Task statement
Write out exactly the lines below that run from the one containing "the scratch buffer." through the one containing "const LDU1_FRAME_TYPES: [u8;", both included, with no other lines.

[[ Given entries open ]]

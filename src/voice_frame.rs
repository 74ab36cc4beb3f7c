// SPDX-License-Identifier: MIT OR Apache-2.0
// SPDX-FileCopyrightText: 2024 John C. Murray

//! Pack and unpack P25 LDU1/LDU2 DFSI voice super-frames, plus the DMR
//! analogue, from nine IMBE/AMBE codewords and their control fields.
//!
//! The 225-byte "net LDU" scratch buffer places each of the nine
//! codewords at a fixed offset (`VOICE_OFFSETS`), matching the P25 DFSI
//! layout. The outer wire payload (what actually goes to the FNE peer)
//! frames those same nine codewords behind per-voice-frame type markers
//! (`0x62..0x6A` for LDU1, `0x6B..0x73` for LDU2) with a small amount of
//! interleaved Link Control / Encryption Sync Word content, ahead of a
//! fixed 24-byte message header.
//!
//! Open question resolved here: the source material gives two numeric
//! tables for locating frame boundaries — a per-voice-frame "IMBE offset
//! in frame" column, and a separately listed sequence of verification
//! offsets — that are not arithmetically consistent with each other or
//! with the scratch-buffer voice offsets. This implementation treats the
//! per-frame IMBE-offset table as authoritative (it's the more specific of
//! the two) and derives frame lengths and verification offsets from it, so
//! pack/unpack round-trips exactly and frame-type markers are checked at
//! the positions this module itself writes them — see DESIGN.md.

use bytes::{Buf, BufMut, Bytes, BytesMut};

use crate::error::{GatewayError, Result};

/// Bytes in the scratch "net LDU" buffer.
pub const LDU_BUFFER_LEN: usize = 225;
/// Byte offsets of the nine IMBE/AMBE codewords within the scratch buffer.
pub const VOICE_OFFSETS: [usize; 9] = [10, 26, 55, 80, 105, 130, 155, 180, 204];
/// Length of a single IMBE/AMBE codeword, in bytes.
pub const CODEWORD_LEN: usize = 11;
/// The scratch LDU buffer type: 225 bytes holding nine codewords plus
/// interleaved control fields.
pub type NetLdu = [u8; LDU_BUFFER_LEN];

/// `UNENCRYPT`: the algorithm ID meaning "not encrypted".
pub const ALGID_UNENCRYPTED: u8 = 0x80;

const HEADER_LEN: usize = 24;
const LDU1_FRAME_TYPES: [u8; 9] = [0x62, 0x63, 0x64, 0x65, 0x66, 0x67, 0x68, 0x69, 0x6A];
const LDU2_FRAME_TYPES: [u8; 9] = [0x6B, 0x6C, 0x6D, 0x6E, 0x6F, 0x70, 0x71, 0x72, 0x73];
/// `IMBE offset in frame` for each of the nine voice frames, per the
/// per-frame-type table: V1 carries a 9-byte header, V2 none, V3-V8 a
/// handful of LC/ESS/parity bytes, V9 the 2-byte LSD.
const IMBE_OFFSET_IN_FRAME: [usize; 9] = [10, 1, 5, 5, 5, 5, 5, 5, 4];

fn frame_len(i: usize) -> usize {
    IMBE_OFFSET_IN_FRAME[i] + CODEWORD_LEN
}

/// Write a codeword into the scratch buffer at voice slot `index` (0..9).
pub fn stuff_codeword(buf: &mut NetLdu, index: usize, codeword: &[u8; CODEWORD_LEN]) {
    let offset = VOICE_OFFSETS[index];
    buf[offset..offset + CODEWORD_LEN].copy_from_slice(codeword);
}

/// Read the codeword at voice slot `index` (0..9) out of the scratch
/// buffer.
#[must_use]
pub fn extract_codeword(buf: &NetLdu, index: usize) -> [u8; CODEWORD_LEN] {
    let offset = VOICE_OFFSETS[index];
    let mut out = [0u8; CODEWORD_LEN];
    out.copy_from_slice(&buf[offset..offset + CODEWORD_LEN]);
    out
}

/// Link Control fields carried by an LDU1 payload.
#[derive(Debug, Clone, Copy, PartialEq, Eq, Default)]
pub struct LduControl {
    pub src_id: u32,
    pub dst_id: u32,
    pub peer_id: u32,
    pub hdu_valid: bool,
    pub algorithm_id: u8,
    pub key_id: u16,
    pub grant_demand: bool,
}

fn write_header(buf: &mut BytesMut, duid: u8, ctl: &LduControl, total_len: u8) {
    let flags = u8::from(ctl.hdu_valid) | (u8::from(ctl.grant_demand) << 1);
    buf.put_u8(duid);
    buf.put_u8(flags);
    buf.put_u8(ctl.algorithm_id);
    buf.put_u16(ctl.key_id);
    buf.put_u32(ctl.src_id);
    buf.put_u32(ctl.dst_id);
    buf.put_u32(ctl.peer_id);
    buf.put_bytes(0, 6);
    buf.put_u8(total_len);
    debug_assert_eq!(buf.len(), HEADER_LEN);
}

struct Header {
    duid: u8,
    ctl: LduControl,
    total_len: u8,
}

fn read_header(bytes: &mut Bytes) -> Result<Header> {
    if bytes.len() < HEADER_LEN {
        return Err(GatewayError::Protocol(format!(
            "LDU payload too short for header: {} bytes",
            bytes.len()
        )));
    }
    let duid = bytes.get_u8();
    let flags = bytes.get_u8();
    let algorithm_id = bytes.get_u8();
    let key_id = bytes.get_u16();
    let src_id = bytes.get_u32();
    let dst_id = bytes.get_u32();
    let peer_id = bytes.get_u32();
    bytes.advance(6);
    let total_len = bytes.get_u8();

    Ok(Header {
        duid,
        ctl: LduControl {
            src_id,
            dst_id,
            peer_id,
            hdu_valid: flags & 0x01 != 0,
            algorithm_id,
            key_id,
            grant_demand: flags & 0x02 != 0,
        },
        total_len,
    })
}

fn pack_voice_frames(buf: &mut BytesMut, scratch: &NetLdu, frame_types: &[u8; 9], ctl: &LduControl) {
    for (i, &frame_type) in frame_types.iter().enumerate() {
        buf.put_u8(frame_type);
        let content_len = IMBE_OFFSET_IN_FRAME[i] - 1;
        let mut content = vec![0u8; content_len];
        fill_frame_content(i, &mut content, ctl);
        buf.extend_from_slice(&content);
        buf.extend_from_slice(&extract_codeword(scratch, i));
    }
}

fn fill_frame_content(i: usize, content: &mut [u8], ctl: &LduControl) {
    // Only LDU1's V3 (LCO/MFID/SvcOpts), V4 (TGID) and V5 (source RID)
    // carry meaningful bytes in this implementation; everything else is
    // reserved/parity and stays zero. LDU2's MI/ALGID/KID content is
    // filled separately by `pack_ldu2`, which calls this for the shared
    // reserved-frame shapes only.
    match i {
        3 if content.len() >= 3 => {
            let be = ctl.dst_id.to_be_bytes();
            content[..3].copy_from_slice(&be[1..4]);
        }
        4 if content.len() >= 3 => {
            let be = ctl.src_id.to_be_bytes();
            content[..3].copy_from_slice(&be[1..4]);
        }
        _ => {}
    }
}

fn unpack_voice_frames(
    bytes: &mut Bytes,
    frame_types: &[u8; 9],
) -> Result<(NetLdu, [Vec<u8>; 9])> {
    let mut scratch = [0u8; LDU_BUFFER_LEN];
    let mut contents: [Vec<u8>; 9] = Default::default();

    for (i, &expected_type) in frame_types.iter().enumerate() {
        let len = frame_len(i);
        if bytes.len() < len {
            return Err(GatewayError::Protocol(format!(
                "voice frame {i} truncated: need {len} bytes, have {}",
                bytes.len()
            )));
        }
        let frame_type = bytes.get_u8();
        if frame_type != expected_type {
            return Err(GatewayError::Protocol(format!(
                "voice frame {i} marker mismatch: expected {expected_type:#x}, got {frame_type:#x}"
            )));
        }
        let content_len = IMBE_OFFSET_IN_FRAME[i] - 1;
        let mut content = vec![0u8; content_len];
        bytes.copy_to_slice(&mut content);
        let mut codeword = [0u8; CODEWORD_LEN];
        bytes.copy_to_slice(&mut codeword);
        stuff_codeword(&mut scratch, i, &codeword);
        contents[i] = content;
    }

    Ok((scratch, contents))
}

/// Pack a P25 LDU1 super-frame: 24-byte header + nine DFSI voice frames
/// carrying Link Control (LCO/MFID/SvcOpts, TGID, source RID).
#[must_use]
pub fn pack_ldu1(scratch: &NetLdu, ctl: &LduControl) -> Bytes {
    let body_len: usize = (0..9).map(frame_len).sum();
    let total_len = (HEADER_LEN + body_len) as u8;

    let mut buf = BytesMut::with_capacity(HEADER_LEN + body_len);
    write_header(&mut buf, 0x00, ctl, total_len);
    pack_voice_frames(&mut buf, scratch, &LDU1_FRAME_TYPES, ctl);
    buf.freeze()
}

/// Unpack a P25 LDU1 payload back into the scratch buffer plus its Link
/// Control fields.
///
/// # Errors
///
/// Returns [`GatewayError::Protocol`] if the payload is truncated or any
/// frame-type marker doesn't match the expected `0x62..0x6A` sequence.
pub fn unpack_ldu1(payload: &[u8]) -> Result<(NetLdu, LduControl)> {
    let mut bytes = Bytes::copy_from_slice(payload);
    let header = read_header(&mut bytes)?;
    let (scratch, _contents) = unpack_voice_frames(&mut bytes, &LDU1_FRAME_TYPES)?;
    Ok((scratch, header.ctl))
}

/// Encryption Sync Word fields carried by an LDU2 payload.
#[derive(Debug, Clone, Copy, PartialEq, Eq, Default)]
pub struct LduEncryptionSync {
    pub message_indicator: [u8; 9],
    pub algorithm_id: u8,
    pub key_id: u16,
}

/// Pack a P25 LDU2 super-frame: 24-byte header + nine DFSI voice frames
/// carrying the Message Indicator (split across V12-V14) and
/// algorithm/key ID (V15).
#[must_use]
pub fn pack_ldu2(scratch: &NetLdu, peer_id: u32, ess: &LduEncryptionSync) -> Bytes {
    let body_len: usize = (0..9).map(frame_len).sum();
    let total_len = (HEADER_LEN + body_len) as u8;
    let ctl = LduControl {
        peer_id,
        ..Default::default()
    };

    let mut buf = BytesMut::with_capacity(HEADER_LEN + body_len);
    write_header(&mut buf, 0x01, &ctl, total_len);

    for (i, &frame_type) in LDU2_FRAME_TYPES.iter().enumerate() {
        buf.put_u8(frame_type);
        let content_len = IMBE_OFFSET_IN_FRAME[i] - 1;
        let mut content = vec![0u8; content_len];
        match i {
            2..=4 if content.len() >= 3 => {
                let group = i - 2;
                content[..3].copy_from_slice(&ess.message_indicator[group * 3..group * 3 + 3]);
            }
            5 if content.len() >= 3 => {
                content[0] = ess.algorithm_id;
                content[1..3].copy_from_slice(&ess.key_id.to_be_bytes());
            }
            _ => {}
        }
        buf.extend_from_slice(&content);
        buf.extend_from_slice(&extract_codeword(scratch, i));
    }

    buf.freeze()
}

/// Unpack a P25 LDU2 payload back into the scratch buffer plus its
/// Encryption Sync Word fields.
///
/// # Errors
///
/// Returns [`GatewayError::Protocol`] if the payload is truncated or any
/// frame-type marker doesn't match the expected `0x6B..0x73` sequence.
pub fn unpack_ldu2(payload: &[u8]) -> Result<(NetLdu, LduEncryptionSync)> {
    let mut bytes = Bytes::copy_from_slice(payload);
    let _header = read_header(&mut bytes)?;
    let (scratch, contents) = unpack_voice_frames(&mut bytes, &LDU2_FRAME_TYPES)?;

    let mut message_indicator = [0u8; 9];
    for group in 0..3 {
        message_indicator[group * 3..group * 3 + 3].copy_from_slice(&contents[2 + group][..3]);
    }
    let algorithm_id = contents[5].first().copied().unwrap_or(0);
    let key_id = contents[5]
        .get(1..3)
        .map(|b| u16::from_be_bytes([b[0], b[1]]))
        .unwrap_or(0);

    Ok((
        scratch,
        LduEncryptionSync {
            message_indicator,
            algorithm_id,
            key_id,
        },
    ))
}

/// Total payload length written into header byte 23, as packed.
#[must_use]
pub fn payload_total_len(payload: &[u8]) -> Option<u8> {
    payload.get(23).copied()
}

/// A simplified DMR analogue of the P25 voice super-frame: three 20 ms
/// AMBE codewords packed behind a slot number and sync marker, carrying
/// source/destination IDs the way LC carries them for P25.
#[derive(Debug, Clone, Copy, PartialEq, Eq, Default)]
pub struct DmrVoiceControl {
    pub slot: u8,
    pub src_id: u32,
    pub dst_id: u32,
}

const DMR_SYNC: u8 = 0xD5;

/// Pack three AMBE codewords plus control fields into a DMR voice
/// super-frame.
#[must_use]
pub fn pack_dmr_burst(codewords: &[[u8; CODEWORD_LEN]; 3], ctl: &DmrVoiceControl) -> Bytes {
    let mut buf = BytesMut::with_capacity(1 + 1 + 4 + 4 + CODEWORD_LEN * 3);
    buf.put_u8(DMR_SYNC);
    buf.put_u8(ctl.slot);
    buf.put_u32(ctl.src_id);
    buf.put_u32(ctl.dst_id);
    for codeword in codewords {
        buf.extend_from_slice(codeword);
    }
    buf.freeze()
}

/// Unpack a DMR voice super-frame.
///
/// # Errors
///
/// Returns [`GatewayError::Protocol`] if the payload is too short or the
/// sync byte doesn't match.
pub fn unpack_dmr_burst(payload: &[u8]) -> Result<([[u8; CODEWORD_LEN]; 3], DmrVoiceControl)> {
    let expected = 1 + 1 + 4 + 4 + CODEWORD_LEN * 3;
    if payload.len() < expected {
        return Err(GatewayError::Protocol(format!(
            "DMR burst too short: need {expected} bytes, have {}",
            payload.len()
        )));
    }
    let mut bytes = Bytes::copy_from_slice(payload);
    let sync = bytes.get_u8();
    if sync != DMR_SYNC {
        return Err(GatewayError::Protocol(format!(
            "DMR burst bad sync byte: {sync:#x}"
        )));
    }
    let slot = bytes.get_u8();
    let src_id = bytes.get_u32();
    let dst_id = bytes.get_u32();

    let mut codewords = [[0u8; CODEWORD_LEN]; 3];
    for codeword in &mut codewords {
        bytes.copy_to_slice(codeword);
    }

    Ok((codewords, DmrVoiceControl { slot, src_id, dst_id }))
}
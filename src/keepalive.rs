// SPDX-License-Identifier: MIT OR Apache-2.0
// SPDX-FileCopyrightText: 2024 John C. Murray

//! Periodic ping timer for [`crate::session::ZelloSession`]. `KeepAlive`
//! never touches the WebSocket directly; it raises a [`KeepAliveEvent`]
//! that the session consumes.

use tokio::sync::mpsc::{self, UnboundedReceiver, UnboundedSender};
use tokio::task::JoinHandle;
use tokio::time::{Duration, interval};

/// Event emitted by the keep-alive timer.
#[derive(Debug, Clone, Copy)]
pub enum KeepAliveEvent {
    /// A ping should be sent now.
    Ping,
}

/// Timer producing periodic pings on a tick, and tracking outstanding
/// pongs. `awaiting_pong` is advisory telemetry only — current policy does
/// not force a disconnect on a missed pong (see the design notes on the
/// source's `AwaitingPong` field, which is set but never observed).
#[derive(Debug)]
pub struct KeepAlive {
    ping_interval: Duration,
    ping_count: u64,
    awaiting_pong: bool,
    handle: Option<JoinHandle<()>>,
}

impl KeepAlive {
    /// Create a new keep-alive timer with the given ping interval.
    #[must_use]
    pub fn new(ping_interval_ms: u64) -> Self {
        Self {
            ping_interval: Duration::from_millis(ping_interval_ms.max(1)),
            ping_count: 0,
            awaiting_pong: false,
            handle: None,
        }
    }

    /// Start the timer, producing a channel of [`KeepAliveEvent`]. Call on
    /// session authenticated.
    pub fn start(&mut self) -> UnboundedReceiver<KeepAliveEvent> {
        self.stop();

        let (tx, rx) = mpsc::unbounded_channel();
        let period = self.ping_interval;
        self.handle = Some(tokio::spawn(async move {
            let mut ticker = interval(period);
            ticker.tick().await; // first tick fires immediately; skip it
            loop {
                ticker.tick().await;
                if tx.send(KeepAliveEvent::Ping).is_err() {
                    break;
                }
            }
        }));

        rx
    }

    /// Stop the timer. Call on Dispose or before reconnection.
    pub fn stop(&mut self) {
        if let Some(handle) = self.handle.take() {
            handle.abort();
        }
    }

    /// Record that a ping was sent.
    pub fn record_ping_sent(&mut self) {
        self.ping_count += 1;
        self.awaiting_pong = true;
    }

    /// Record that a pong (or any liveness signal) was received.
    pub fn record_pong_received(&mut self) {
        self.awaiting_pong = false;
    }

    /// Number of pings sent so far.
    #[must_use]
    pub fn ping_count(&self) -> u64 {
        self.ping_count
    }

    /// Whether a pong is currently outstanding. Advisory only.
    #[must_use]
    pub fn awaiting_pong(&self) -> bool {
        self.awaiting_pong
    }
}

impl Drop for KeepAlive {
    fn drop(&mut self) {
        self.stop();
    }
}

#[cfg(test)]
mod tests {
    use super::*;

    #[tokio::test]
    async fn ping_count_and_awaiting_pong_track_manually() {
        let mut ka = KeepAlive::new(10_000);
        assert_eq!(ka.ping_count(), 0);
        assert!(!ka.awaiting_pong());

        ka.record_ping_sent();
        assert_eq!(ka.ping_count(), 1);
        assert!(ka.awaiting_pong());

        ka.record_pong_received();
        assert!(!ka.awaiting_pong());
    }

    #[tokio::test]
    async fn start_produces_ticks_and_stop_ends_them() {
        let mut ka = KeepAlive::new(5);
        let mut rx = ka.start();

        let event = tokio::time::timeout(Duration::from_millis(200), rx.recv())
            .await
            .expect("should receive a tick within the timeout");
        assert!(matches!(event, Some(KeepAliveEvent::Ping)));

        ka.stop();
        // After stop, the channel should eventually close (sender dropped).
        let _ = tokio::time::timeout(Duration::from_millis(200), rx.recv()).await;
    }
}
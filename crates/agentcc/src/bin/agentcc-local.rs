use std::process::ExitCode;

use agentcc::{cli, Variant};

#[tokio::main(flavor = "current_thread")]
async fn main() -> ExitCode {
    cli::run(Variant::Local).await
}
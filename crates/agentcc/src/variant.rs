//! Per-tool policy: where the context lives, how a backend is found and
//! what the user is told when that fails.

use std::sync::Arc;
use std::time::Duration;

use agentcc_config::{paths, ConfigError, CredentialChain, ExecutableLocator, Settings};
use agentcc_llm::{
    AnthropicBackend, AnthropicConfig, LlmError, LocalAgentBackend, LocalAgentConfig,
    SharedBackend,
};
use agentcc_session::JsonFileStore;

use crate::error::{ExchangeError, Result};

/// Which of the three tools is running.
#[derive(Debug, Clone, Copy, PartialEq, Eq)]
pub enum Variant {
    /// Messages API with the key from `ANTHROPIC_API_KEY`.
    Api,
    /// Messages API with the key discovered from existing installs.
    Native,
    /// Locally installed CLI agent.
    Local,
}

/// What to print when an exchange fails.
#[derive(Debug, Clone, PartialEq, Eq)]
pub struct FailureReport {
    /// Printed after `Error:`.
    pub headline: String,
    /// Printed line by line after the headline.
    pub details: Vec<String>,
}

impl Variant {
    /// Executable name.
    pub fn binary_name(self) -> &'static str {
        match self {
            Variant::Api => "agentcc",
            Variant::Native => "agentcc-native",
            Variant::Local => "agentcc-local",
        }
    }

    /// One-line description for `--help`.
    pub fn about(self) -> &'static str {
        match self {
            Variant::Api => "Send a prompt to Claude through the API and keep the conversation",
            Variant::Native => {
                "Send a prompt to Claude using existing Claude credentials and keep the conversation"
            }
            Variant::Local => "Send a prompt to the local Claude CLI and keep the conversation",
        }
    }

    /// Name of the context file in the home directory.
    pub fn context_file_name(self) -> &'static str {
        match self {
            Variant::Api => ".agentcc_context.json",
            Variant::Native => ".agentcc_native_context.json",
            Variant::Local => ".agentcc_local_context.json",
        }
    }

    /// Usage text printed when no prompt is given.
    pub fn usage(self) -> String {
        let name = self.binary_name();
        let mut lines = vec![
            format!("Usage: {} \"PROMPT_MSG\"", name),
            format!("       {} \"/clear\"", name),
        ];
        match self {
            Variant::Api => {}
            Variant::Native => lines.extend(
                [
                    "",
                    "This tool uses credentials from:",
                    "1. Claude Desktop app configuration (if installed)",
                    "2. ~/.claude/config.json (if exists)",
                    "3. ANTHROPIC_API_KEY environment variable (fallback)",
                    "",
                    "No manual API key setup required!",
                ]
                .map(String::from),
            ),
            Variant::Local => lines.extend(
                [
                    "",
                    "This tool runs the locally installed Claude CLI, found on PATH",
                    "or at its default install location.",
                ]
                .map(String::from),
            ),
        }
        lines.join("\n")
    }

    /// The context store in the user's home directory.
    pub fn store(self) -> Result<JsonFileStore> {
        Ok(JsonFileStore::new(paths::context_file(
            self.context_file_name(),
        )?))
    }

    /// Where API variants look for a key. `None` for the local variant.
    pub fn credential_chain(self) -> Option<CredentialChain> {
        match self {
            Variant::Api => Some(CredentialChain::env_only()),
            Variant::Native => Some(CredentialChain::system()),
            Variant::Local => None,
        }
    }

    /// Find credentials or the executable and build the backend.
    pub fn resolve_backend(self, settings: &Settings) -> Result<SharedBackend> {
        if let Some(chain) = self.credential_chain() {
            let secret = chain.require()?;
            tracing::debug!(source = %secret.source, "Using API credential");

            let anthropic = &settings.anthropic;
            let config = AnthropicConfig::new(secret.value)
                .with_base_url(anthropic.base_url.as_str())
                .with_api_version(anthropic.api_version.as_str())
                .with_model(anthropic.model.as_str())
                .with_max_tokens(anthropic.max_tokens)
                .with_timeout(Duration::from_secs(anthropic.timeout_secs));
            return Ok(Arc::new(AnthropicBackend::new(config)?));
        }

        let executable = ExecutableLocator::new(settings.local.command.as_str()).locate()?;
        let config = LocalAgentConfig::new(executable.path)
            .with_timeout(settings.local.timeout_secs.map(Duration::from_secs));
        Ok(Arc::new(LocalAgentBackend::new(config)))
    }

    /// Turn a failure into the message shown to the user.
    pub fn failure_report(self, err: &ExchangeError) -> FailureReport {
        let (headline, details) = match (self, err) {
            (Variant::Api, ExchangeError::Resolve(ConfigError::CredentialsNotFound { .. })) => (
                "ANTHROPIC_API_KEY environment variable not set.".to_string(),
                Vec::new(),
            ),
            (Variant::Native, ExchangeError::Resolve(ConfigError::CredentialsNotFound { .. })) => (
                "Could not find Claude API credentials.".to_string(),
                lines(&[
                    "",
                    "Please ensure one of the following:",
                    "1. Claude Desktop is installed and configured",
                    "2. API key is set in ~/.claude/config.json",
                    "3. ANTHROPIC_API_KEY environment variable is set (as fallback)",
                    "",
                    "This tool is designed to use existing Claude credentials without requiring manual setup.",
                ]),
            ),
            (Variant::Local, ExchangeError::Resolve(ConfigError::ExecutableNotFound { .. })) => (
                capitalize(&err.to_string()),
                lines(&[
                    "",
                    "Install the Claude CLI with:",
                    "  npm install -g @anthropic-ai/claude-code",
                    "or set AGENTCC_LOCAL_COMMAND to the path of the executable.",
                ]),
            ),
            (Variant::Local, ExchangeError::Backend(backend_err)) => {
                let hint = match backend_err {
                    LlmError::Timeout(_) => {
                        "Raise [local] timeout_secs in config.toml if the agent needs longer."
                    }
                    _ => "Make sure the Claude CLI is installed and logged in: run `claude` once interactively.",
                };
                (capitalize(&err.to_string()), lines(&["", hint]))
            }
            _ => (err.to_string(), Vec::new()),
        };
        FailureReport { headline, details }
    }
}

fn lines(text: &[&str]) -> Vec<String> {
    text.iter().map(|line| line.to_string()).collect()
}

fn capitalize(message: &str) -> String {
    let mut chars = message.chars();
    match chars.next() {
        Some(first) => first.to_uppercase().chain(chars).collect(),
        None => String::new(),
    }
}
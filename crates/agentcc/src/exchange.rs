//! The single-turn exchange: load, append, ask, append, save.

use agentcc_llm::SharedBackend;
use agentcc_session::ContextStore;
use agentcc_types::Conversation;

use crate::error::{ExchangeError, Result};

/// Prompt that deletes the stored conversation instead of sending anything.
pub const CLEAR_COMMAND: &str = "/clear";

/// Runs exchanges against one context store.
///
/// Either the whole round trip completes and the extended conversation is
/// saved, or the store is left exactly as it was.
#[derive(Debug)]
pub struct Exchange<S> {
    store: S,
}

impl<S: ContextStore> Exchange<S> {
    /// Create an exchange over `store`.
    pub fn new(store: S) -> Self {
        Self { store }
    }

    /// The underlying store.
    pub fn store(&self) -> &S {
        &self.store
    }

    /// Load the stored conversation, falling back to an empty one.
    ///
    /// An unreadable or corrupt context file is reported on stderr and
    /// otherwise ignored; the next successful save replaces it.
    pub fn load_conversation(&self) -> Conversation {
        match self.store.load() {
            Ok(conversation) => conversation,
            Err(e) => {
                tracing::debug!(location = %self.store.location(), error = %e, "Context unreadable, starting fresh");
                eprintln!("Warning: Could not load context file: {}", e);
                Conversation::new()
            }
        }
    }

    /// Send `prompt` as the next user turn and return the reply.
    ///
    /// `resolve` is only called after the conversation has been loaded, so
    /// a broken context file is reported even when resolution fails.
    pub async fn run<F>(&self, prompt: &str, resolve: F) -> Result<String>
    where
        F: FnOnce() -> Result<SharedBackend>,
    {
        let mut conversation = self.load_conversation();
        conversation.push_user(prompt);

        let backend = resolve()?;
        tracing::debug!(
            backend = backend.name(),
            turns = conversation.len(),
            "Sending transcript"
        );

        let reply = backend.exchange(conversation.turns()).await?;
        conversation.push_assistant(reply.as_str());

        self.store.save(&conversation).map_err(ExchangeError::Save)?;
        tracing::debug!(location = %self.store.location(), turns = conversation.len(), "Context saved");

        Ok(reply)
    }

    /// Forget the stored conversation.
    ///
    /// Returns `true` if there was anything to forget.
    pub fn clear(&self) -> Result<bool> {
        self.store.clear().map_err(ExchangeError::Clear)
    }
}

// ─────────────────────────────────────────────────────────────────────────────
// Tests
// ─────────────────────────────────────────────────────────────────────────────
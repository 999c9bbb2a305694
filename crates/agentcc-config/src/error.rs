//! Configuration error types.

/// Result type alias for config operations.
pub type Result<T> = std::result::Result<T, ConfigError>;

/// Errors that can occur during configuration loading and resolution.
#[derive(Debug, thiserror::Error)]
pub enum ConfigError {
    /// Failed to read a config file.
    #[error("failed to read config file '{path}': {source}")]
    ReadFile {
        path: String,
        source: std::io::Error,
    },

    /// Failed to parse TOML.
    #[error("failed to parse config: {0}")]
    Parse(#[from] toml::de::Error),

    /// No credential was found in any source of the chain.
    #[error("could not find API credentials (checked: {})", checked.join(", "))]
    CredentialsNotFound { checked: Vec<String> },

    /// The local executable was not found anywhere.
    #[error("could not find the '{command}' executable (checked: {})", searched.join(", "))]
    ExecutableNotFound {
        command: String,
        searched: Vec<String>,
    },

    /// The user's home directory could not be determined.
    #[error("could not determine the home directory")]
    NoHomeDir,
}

[[ Given entries closed ]]

Task response
/// Byte offsets of the nine IMBE/AMBE codewords within the scratch buffer.
pub const VOICE_OFFSETS: [usize; 9] = [10, 26, 55, 80, 105, 130, 155, 180, 204];
/// Length of a single IMBE/AMBE codeword, in bytes.
pub const CODEWORD_LEN: usize = 11;
/// The scratch LDU buffer type: 225 bytes holding nine codewords plus
/// interleaved control fields.
pub type NetLdu = [u8; LDU_BUFFER_LEN];

/// `UNENCRYPT`: the algorithm ID meaning "not encrypted".
pub const ALGID_UNENCRYPTED: u8 = 0x80;

const HEADER_LEN: usize = 24;
const LDU1_FRAME_TYPES: [u8; 9] = [0x62, 0x63, 0x64, 0x65, 0x66, 0x67, 0x68, 0x69, 0x6A];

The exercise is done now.